ASSIGNED TASK
One number alone answers this: the count of lines below in which the word "inside" is found.

Records from a dataset:

════

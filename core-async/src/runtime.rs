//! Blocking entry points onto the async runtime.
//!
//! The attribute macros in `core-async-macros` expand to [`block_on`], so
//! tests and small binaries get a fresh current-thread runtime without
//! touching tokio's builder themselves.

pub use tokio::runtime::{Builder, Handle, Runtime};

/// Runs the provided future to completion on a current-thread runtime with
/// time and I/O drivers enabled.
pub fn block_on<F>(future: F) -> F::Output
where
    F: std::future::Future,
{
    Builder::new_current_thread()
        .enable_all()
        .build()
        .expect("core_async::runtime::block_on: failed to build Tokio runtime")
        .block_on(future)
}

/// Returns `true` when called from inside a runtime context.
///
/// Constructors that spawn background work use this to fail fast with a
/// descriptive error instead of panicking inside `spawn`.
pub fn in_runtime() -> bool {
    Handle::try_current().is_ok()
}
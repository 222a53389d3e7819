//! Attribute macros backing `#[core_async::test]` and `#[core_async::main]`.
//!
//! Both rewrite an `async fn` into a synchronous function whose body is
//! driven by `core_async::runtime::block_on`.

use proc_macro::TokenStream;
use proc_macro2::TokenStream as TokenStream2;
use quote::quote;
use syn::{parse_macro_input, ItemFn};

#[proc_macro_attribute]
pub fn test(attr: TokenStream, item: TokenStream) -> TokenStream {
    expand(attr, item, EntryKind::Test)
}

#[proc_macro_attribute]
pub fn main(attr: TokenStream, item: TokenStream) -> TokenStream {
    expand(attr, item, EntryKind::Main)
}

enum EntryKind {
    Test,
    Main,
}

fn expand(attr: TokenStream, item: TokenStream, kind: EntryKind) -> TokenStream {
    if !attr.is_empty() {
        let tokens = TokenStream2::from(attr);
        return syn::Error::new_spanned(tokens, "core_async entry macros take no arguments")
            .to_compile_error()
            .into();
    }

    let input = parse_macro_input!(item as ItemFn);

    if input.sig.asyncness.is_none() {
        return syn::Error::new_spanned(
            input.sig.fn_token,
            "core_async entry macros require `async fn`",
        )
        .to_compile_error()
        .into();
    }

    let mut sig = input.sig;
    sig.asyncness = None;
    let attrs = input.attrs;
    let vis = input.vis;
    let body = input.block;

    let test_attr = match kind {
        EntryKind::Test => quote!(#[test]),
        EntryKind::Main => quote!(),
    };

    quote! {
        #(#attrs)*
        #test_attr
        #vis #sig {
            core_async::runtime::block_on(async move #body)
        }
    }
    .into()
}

════

SOLUTION TO THIS TASK
2